Materials provided:
###

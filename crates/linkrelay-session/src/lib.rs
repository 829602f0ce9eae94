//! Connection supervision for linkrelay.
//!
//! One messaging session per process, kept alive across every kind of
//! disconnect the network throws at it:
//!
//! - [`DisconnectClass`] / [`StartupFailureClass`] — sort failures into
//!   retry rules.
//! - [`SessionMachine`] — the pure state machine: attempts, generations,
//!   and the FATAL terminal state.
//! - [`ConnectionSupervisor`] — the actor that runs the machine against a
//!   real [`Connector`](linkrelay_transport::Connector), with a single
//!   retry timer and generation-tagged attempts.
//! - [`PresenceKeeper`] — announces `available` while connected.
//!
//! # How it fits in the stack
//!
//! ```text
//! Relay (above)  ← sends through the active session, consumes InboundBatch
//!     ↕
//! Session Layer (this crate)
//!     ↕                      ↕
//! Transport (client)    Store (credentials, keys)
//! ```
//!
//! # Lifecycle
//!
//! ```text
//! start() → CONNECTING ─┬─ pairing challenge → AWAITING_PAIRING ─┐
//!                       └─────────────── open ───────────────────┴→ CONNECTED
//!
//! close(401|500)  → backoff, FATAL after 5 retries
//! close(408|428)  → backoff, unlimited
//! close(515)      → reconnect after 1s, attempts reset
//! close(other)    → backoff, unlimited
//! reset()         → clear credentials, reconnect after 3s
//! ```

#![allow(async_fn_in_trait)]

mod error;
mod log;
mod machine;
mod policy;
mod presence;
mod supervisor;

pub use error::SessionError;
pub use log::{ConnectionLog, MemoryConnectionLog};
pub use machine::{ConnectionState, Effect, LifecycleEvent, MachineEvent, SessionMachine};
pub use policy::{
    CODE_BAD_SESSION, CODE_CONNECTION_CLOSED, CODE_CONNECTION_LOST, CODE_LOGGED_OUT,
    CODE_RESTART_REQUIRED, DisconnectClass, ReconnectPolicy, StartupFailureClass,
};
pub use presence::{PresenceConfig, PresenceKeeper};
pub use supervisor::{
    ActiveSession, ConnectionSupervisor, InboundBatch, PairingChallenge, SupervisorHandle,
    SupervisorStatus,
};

###

Scan the material for lines with the word "after", and copy each line you find.

Problem solution:
//! close(401|500)  → backoff, FATAL after 5 retries
//! close(515)      → reconnect after 1s, attempts reset
//! reset()         → clear credentials, reconnect after 3s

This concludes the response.